Exercise details
Among the lines below, a stretch begins at the one with "come back as" and ends at the one with "is bound to.". Repeat that stretch exactly, ends included.

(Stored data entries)
※ ※ ※

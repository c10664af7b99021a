//! Install directory naming.
//!
//! Installed mod content lives in a directory named after the mod and
//! modfile it came from. The same encode/parse pair is used by the install
//! path and by enumeration, so a round trip always reproduces the ids.

use crate::catalog::NULL_ID;

/// Directory name for an installed `(mod, modfile)` pair.
///
/// # Examples
///
/// ```
/// use modsync::manager::install_dir_name;
///
/// assert_eq!(install_dir_name(42, 900), "42_900");
/// ```
pub fn install_dir_name(mod_id: u32, modfile_id: u32) -> String {
    format!("{mod_id}_{modfile_id}")
}

/// Decode a directory name back into `(mod_id, modfile_id)`.
///
/// The first underscore-separated segment is the mod id and the last is the
/// modfile id; a segment that does not parse as an id decodes to
/// [`NULL_ID`]. Drop-in directories placed by hand therefore come back as
/// `(NULL_ID, NULL_ID)` and are never claimed by a managed mod.
///
/// # Examples
///
/// ```
/// use modsync::catalog::NULL_ID;
/// use modsync::manager::parse_install_dir_name;
///
/// assert_eq!(parse_install_dir_name("42_900"), (42, 900));
/// assert_eq!(parse_install_dir_name("SomeDropIn"), (NULL_ID, NULL_ID));
/// ```
pub fn parse_install_dir_name(name: &str) -> (u32, u32) {
    let mut segments = name.split('_');
    let mod_id = segments
        .next()
        .and_then(|s| s.parse().ok())
        .unwrap_or(NULL_ID);
    let modfile_id = segments
        .next_back()
        .and_then(|s| s.parse().ok())
        .unwrap_or(NULL_ID);
    (mod_id, modfile_id)
}
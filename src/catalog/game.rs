//! Game profile record.

use chrono::{DateTime, Utc};
use serde::{Deserialize, Serialize};

/// One tag category a game makes available to its mods.
#[derive(Debug, Clone, PartialEq, Eq, Default, Serialize, Deserialize)]
pub struct GameTagOption {
    /// Category name shown to users (e.g. "Theme").
    pub name: String,
    /// Whether mods may pick several tags from this category.
    pub multi_select: bool,
    /// Tags belonging to the category.
    pub tags: Vec<String>,
    /// Hidden categories are usable through the API but not browsable.
    pub hidden: bool,
}

/// Profile of the game a cache root is bound to.
#[derive(Debug, Clone, PartialEq, Eq, Serialize, Deserialize)]
pub struct GameProfile {
    /// Catalog id of the game.
    pub id: u32,
    /// Display name.
    pub name: String,
    /// Short description shown in listings.
    pub summary: String,
    /// Word the game uses for its user-generated content ("mods", "maps", ...).
    pub ugc_name: String,
    /// URL of the game's modding instructions, empty when none published.
    pub instructions_url: String,
    /// When the game was registered with the catalog.
    pub date_added: DateTime<Utc>,
    /// When the profile last changed.
    pub date_updated: DateTime<Utc>,
    /// Tag categories available to this game's mods.
    pub tag_options: Vec<GameTagOption>,
}
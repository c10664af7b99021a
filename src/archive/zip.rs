//! Zip implementation of the archive codec.

use std::fs;
use std::io::{Cursor, Write};
use std::path::Path;

use tracing::debug;
use zip::result::ZipError;
use zip::write::SimpleFileOptions;
use zip::{CompressionMethod, ZipArchive, ZipWriter};

use super::{ArchiveCodec, ArchiveEntry, ArchiveError};

/// [`ArchiveCodec`] over the zip format, deflate-compressed.
#[derive(Debug, Default, Clone)]
pub struct ZipArchiver;

impl ZipArchiver {
    pub fn new() -> Self {
        Self
    }
}

fn convert(e: ZipError) -> ArchiveError {
    match e {
        ZipError::Io(io) => ArchiveError::Io(io),
        other => ArchiveError::Malformed {
            reason: other.to_string(),
        },
    }
}

impl ArchiveCodec for ZipArchiver {
    fn extract(&self, archive: &[u8], dest_dir: &Path) -> Result<usize, ArchiveError> {
        let mut zip = ZipArchive::new(Cursor::new(archive)).map_err(convert)?;
        let mut extracted = 0;

        for index in 0..zip.len() {
            let mut entry = zip.by_index(index).map_err(convert)?;
            let relative = entry.enclosed_name().ok_or_else(|| ArchiveError::UnsafeEntry {
                name: entry.name().to_string(),
            })?;
            let target = dest_dir.join(relative);

            if entry.is_dir() {
                fs::create_dir_all(&target)?;
                continue;
            }

            if let Some(parent) = target.parent() {
                fs::create_dir_all(parent)?;
            }
            let mut out = fs::File::create(&target)?;
            std::io::copy(&mut entry, &mut out)?;
            extracted += 1;
        }

        debug!(
            dest = %dest_dir.display(),
            files = extracted,
            "archive extracted"
        );
        Ok(extracted)
    }

    fn create(&self, entries: &[ArchiveEntry]) -> Result<Vec<u8>, ArchiveError> {
        let mut writer = ZipWriter::new(Cursor::new(Vec::new()));
        let options =
            SimpleFileOptions::default().compression_method(CompressionMethod::Deflated);

        for entry in entries {
            writer
                .start_file(entry.name.as_str(), options)
                .map_err(convert)?;
            writer.write_all(&entry.bytes)?;
        }

        let cursor = writer.finish().map_err(convert)?;
        Ok(cursor.into_inner())
    }
}

#[cfg(test)]
mod tests {
    use super::*;
    use tempfile::TempDir;

    fn entries() -> Vec<ArchiveEntry> {
        vec![
            ArchiveEntry::new("readme.txt", b"hello".to_vec()),
            ArchiveEntry::new("data/table.bin", vec![0u8, 1, 2, 3]),
        ]
    }

    #[test]
    fn test_create_then_extract() {
        let archiver = ZipArchiver::new();
        let temp = TempDir::new().unwrap();

        let bytes = archiver.create(&entries()).unwrap();
        let count = archiver.extract(&bytes, temp.path()).unwrap();

        assert_eq!(count, 2);
        assert_eq!(fs::read(temp.path().join("readme.txt")).unwrap(), b"hello");
        assert_eq!(
            fs::read(temp.path().join("data/table.bin")).unwrap(),
            vec![0u8, 1, 2, 3]
        );
    }

    #[test]
    fn test_extract_creates_nested_directories() {
        let archiver = ZipArchiver::new();
        let temp = TempDir::new().unwrap();
        let entries = vec![ArchiveEntry::new("a/b/c/deep.txt", b"deep".to_vec())];

        let bytes = archiver.create(&entries).unwrap();
        archiver.extract(&bytes, temp.path()).unwrap();

        assert_eq!(fs::read(temp.path().join("a/b/c/deep.txt")).unwrap(), b"deep");
    }

    #[test]
    fn test_create_empty_archive() {
        let archiver = ZipArchiver::new();
        let temp = TempDir::new().unwrap();

        let bytes = archiver.create(&[]).unwrap();
        let count = archiver.extract(&bytes, temp.path()).unwrap();

        assert_eq!(count, 0);
    }

    #[test]
    fn test_extract_garbage_is_malformed() {
        let archiver = ZipArchiver::new();
        let temp = TempDir::new().unwrap();

        let err = archiver.extract(b"this is not a zip", temp.path()).unwrap_err();
        assert!(matches!(err, ArchiveError::Malformed { .. }));
    }

    #[test]
    fn test_round_trip_preserves_exact_bytes() {
        let archiver = ZipArchiver::new();
        let temp = TempDir::new().unwrap();
        let payload: Vec<u8> = (0..=255).collect();
        let entries = vec![ArchiveEntry::new("blob.bin", payload.clone())];

        let bytes = archiver.create(&entries).unwrap();
        archiver.extract(&bytes, temp.path()).unwrap();

        assert_eq!(fs::read(temp.path().join("blob.bin")).unwrap(), payload);
    }
}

※ ※ ※

Output of the task
/// [`NULL_ID`]. Drop-in directories placed by hand therefore come back as
/// `(NULL_ID, NULL_ID)` and are never claimed by a managed mod.
///
/// # Examples
///
/// ```
/// use modsync::catalog::NULL_ID;
/// use modsync::manager::parse_install_dir_name;
///
/// assert_eq!(parse_install_dir_name("42_900"), (42, 900));
/// assert_eq!(parse_install_dir_name("SomeDropIn"), (NULL_ID, NULL_ID));
/// ```
pub fn parse_install_dir_name(name: &str) -> (u32, u32) {
    let mut segments = name.split('_');
    let mod_id = segments
        .next()
        .and_then(|s| s.parse().ok())
        .unwrap_or(NULL_ID);
    let modfile_id = segments
        .next_back()
        .and_then(|s| s.parse().ok())
        .unwrap_or(NULL_ID);
    (mod_id, modfile_id)
}
filename src/catalog/game.rs
//! Game profile record.

use chrono::{DateTime, Utc};
use serde::{Deserialize, Serialize};

/// One tag category a game makes available to its mods.
#[derive(Debug, Clone, PartialEq, Eq, Default, Serialize, Deserialize)]
pub struct GameTagOption {
    /// Category name shown to users (e.g. "Theme").
    pub name: String,
    /// Whether mods may pick several tags from this category.
    pub multi_select: bool,
    /// Tags belonging to the category.
    pub tags: Vec<String>,
    /// Hidden categories are usable through the API but not browsable.
    pub hidden: bool,
}

/// Profile of the game a cache root is bound to.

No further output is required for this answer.